Why Diet Drinks Don’t Help You Diet

Last Updated on June 3, 2023 by Art

diet drinks Gerald_G 200pxScience Fact: Diet drinks are in our diet to help us lose weight. The name is misleading, because they don’t help us diet at all. Diet drinks don’t reduce our weight, and they aren’t even very satisfying! Scientists are finding out why.

Diet drinks are low-sugar or sugar-free beverages, usually with artificial sweeteners. A CDC study of 2009-2010 data found that on an average day, 20% of the U.S. population consumed a diet beverage That number had been increasing year by year. That’s 62 million people. More than half of those people consumed more than 16 ounces a day.

Although consumption in the last few years has been decreasing, diet sodas still make up a $7 billion business in the US. And most people consume diet drinks in order to diet. They believe or hope that they will reduce their calorie input and as a result not gain weight.

Let’s consider a few numbers. In 2010 the Coca-Cola Company sold 927 million cases of Diet Coke. A “case” (“unit case”) means 192 fluid ounces. Looking at relative market share this means 1,788 million cases of diet soda.

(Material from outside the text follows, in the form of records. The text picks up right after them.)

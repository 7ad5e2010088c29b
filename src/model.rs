use crate::{
    foundation::core::SceneId,
    foundation::error::{ReelError, ReelResult},
};

pub const DEFAULT_HEADLINE: &str = "Experience the Future";
pub const DEFAULT_SUBTITLE: &str = "Seamless, elegant, and powerful.";
pub const NEW_SCENE_HEADLINE: &str = "New Scene";
pub const NEW_SCENE_SUBTITLE: &str = "Describe this scene...";
pub const DEFAULT_TEXT_COLOR: &str = "#ffffff";
pub const DEFAULT_BACKGROUND_COLOR: &str = "#1a1a2e";
pub const DEFAULT_SCROLL_SPEED: u8 = 20;
pub const MAX_SCROLL_SPEED: u8 = 100;

#[derive(Clone, Copy, Debug, Default, PartialEq, Eq, serde::Serialize, serde::Deserialize)]
#[serde(rename_all = "lowercase")]
pub enum PhoneColor {
    #[default]
    Black,
    Silver,
    Gold,
    Blue,
}

#[derive(Clone, Copy, Debug, Default, PartialEq, Eq, Hash, serde::Serialize, serde::Deserialize)]
pub enum AspectRatio {
    #[default]
    #[serde(rename = "1:1")]
    Square,
    #[serde(rename = "9:16")]
    Portrait,
}

#[derive(Clone, Copy, Debug, Default, PartialEq, Eq, serde::Serialize, serde::Deserialize)]
#[serde(rename_all = "lowercase")]
pub enum PatternKind {
    #[default]
    Dots,
    Grid,
    Waves,
    Circles,
}

#[derive(Clone, Copy, Debug, Default, PartialEq, Eq, serde::Serialize, serde::Deserialize)]
#[serde(rename_all = "lowercase")]
pub enum BackgroundKind {
    #[default]
    Gradient,
    Solid,
    Pattern,
    Image,
}

/// Everything the background picker has stored for a scene. Only the field group selected by
/// `kind` is rendered; the others survive so switching tabs back and forth loses nothing.
#[derive(Clone, Debug, PartialEq, serde::Serialize, serde::Deserialize)]
#[serde(default)]
pub struct BackgroundSettings {
    pub kind: BackgroundKind,
    pub color: String,
    pub gradient: String,
    pub pattern: PatternKind,
    pub image: Option<String>,
}

impl Default for BackgroundSettings {
    fn default() -> Self {
        Self {
            kind: BackgroundKind::Gradient,
            color: DEFAULT_BACKGROUND_COLOR.to_string(),
            gradient: default_gradient().to_string(),
            pattern: PatternKind::Dots,
            image: None,
        }
    }
}

/// The background variant that is actually painted, passed to the renderer unmodified.
#[derive(Clone, Debug, PartialEq, serde::Serialize)]
#[serde(tag = "type", rename_all = "lowercase")]
pub enum Background {
    Gradient { css: String },
    Solid { color: String },
    Pattern { pattern: PatternKind, base_color: String },
    Image { source: String },
}

impl BackgroundSettings {
    pub fn active(&self) -> Background {
        match self.kind {
            BackgroundKind::Gradient => Background::Gradient {
                css: self.gradient.clone(),
            },
            BackgroundKind::Solid => Background::Solid {
                color: self.color.clone(),
            },
            BackgroundKind::Pattern => Background::Pattern {
                pattern: self.pattern,
                base_color: self.color.clone(),
            },
            // An image tab with nothing uploaded paints the base color.
            BackgroundKind::Image => match &self.image {
                Some(source) => Background::Image {
                    source: source.clone(),
                },
                None => Background::Solid {
                    color: self.color.clone(),
                },
            },
        }
    }
}

#[derive(Clone, Debug, PartialEq, serde::Serialize, serde::Deserialize)]
pub struct Scene {
    pub id: SceneId,
    /// Stacked top to bottom inside the phone; this order is the scroll path.
    #[serde(default)]
    pub screenshots: Vec<String>,
    pub headline: String,
    pub subtitle: String,
    pub text_color: String,
    #[serde(default)]
    pub phone_color: PhoneColor,
    #[serde(default)]
    pub background: BackgroundSettings,
    #[serde(default = "default_scroll_speed")]
    pub scroll_speed: u8,
}

fn default_scroll_speed() -> u8 {
    DEFAULT_SCROLL_SPEED
}

impl Scene {
    /// The scene every fresh project starts with.
    pub fn initial() -> Self {
        Self {
            id: SceneId::new("default"),
            screenshots: Vec::new(),
            headline: DEFAULT_HEADLINE.to_string(),
            subtitle: DEFAULT_SUBTITLE.to_string(),
            text_color: DEFAULT_TEXT_COLOR.to_string(),
            phone_color: PhoneColor::Black,
            background: BackgroundSettings::default(),
            scroll_speed: DEFAULT_SCROLL_SPEED,
        }
    }

    /// A new scene carrying `template`'s visual settings and placeholder content.
    pub fn styled_like(template: &Scene) -> Self {
        Self {
            id: SceneId::generate(),
            screenshots: Vec::new(),
            headline: NEW_SCENE_HEADLINE.to_string(),
            subtitle: NEW_SCENE_SUBTITLE.to_string(),
            text_color: template.text_color.clone(),
            phone_color: template.phone_color,
            background: template.background.clone(),
            scroll_speed: template.scroll_speed,
        }
    }

    pub fn validate(&self) -> ReelResult<()> {
        if self.id.as_str().trim().is_empty() {
            return Err(ReelError::validation("scene id must be non-empty"));
        }
        if self.scroll_speed > MAX_SCROLL_SPEED {
            return Err(ReelError::validation(format!(
                "scene '{}' scroll_speed must be within 0..={MAX_SCROLL_SPEED}",
                self.id
            )));
        }
        Ok(())
    }
}

/// Opening card shown before the first scene. Painted with the first scene's background.
#[derive(Clone, Debug, PartialEq, serde::Serialize, serde::Deserialize)]
#[serde(default)]
pub struct IntroCard {
    pub enabled: bool,
    pub logo: Option<String>,
    pub title: String,
    pub subtitle: String,
}

impl Default for IntroCard {
    fn default() -> Self {
        Self {
            enabled: false,
            logo: None,
            title: "Welcome".to_string(),
            subtitle: "Discover the amazing features".to_string(),
        }
    }
}

impl IntroCard {
    /// Monogram shown in place of a missing logo.
    pub fn monogram(&self) -> Option<char> {
        self.title.chars().next()
    }
}

/// Closing card shown after the last scene. Painted with the last scene's background.
#[derive(Clone, Debug, Default, PartialEq, serde::Serialize, serde::Deserialize)]
#[serde(default)]
pub struct OutroCard {
    pub enabled: bool,
    pub qr_code: Option<String>,
}

#[derive(Clone, Copy, Debug, Default, PartialEq, serde::Serialize, serde::Deserialize)]
pub struct AudioTrim {
    pub start: f64,
    pub end: f64,
}

/// Soundtrack selection. Carried with the project for the host to mix; never decoded here.
#[derive(Clone, Debug, PartialEq, serde::Serialize, serde::Deserialize)]
#[serde(default)]
pub struct AudioTrack {
    pub source: Option<String>,
    pub name: Option<String>,
    pub volume: f64,
    pub trim: AudioTrim,
}

impl Default for AudioTrack {
    fn default() -> Self {
        Self {
            source: None,
            name: None,
            volume: 0.5,
            trim: AudioTrim::default(),
        }
    }
}

impl AudioTrack {
    pub fn validate(&self) -> ReelResult<()> {
        if !self.volume.is_finite() || !(0.0..=1.0).contains(&self.volume) {
            return Err(ReelError::validation("audio volume must be within 0..=1"));
        }
        let AudioTrim { start, end } = self.trim;
        if !start.is_finite() || !end.is_finite() || start < 0.0 || end < 0.0 {
            return Err(ReelError::validation(
                "audio trim bounds must be finite and non-negative",
            ));
        }
        // end == 0 means "untrimmed"
        if end > 0.0 && start > end {
            return Err(ReelError::validation("audio trim start must be <= end"));
        }
        Ok(())
    }

    /// Seconds of audio that will play, given the clip's natural length.
    pub fn trimmed_len(&self, natural_secs: f64) -> f64 {
        let end = if self.trim.end > 0.0 {
            self.trim.end.min(natural_secs)
        } else {
            natural_secs
        };
        (end - self.trim.start).max(0.0)
    }
}

#[derive(Clone, Copy, Debug, PartialEq, Eq, serde::Serialize)]
pub struct GradientPreset {
    pub id: &'static str,
    pub name: &'static str,
    pub value: &'static str,
}

pub const PRESET_GRADIENTS: &[GradientPreset] = &[
    GradientPreset {
        id: "slate",
        name: "Slate",
        value: "linear-gradient(135deg, #475569 0%, #1e293b 50%, #000000 100%)",
    },
    GradientPreset {
        id: "twilight",
        name: "Twilight",
        value: "linear-gradient(135deg, rgba(88, 28, 135, 0.8) 0%, #0f172a 50%, #000000 100%)",
    },
    GradientPreset {
        id: "carbon",
        name: "Carbon",
        value: "linear-gradient(135deg, #404040 0%, #18181b 50%, #000000 100%)",
    },
    GradientPreset {
        id: "forest",
        name: "Forest",
        value: "linear-gradient(135deg, #166534 0%, #064e3b 50%, #000000 100%)",
    },
    GradientPreset {
        id: "gold",
        name: "Gold",
        value: "linear-gradient(135deg, rgba(202, 138, 4, 0.5) 0%, #111827 50%, #000000 100%)",
    },
    GradientPreset {
        id: "velvet",
        name: "Velvet",
        value: "linear-gradient(225deg, rgba(185, 28, 28, 0.5) 0%, #111827 50%, #000000 100%)",
    },
    GradientPreset {
        id: "cyber",
        name: "Cyber",
        value: "linear-gradient(45deg, rgba(8, 145, 178, 0.5) 0%, #111827 50%, rgba(147, 51, 234, 0.5) 100%)",
    },
    GradientPreset {
        id: "sunset",
        name: "Sunset Glow",
        value: "linear-gradient(135deg, #667eea 0%, #764ba2 50%, #f093fb 100%)",
    },
    GradientPreset {
        id: "midnight",
        name: "Midnight",
        value: "linear-gradient(135deg, #0f0c29 0%, #302b63 50%, #24243e 100%)",
    },
    GradientPreset {
        id: "rose",
        name: "Rose Gold",
        value: "linear-gradient(135deg, #ee9ca7 0%, #ffdde1 100%)",
    },
    GradientPreset {
        id: "cosmic",
        name: "Cosmic",
        value: "linear-gradient(135deg, #8E2DE2 0%, #4A00E0 100%)",
    },
    GradientPreset {
        id: "peach",
        name: "Peach",
        value: "linear-gradient(135deg, #ffecd2 0%, #fcb69f 100%)",
    },
    GradientPreset {
        id: "electric",
        name: "Electric",
        value: "linear-gradient(135deg, #a8edea 0%, #fed6e3 100%)",
    },
    GradientPreset {
        id: "nord",
        name: "Nordic",
        value: "linear-gradient(135deg, #2C3E50 0%, #4CA1AF 100%)",
    },
    GradientPreset {
        id: "lavender",
        name: "Lavender",
        value: "linear-gradient(135deg, #E8CBC0 0%, #636FA4 100%)",
    },
];

pub fn default_gradient() -> &'static str {
    PRESET_GRADIENTS
        .last()
        .map(|p| p.value)
        .unwrap_or("linear-gradient(135deg, #E8CBC0 0%, #636FA4 100%)")
}

pub fn gradient_preset(id: &str) -> Option<&'static GradientPreset> {
    PRESET_GRADIENTS.iter().find(|p| p.id == id)
}

#[cfg(test)]
mod tests {
    use super::*;

    #[test]
    fn styled_like_copies_visuals_and_resets_content() {
        let mut base = Scene::initial();
        base.screenshots = vec!["a.png".to_string()];
        base.phone_color = PhoneColor::Gold;
        base.scroll_speed = 70;
        base.background.kind = BackgroundKind::Pattern;

        let next = Scene::styled_like(&base);
        assert_ne!(next.id, base.id);
        assert!(next.screenshots.is_empty());
        assert_eq!(next.headline, NEW_SCENE_HEADLINE);
        assert_eq!(next.subtitle, NEW_SCENE_SUBTITLE);
        assert_eq!(next.phone_color, PhoneColor::Gold);
        assert_eq!(next.scroll_speed, 70);
        assert_eq!(next.background, base.background);
        assert_eq!(next.text_color, base.text_color);
    }

    #[test]
    fn image_background_without_source_paints_color() {
        let bg = BackgroundSettings {
            kind: BackgroundKind::Image,
            color: "#123456".to_string(),
            ..BackgroundSettings::default()
        };
        assert_eq!(
            bg.active(),
            Background::Solid {
                color: "#123456".to_string()
            }
        );
    }

    #[test]
    fn pattern_background_carries_base_color() {
        let bg = BackgroundSettings {
            kind: BackgroundKind::Pattern,
            pattern: PatternKind::Waves,
            color: "#000".to_string(),
            ..BackgroundSettings::default()
        };
        assert_eq!(
            bg.active(),
            Background::Pattern {
                pattern: PatternKind::Waves,
                base_color: "#000".to_string()
            }
        );
    }

    #[test]
    fn initial_scene_uses_last_preset_gradient() {
        let scene = Scene::initial();
        assert_eq!(scene.background.gradient, PRESET_GRADIENTS[14].value);
        assert_eq!(gradient_preset("nord").map(|p| p.name), Some("Nordic"));
        assert!(gradient_preset("missing").is_none());
    }

    #[test]
    fn aspect_ratio_uses_store_notation() {
        let s = serde_json::to_string(&AspectRatio::Portrait).unwrap();
        assert_eq!(s, "\"9:16\"");
        let de: AspectRatio = serde_json::from_str("\"1:1\"").unwrap();
        assert_eq!(de, AspectRatio::Square);
    }

    #[test]
    fn audio_validation_rejects_bad_values() {
        let mut audio = AudioTrack::default();
        assert!(audio.validate().is_ok());

        audio.volume = 1.5;
        assert!(audio.validate().is_err());

        audio.volume = 0.5;
        audio.trim = AudioTrim {
            start: 10.0,
            end: 4.0,
        };
        assert!(audio.validate().is_err());

        audio.trim = AudioTrim {
            start: 2.0,
            end: 0.0,
        };
        assert!(audio.validate().is_ok());
        assert_eq!(audio.trimmed_len(12.0), 10.0);
    }

    #[test]
    fn scene_validation_bounds_scroll_speed() {
        let mut scene = Scene::initial();
        scene.scroll_speed = 101;
        assert!(scene.validate().is_err());
        scene.scroll_speed = 0;
        assert!(scene.validate().is_ok());
    }

    #[test]
    fn intro_monogram_uses_first_title_char() {
        let intro = IntroCard::default();
        assert_eq!(intro.monogram(), Some('W'));
    }
}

At 11 calories per ounce for cola (more for other flavors), this adds up to 3.8 trillion calories.

That’s a hard number to think about. But for those 61 million people, that’s 1,190 calories per person per week. Let’s use the conversion 3500 calories = 1 pound. Then in one year each person avoided gaining 18 pounds in body weight compared with drinking sugared soda.

Wow, I just avoided gaining 18 pounds last year! And 180 pounds during the last 10 years! I’m slim as a model, right?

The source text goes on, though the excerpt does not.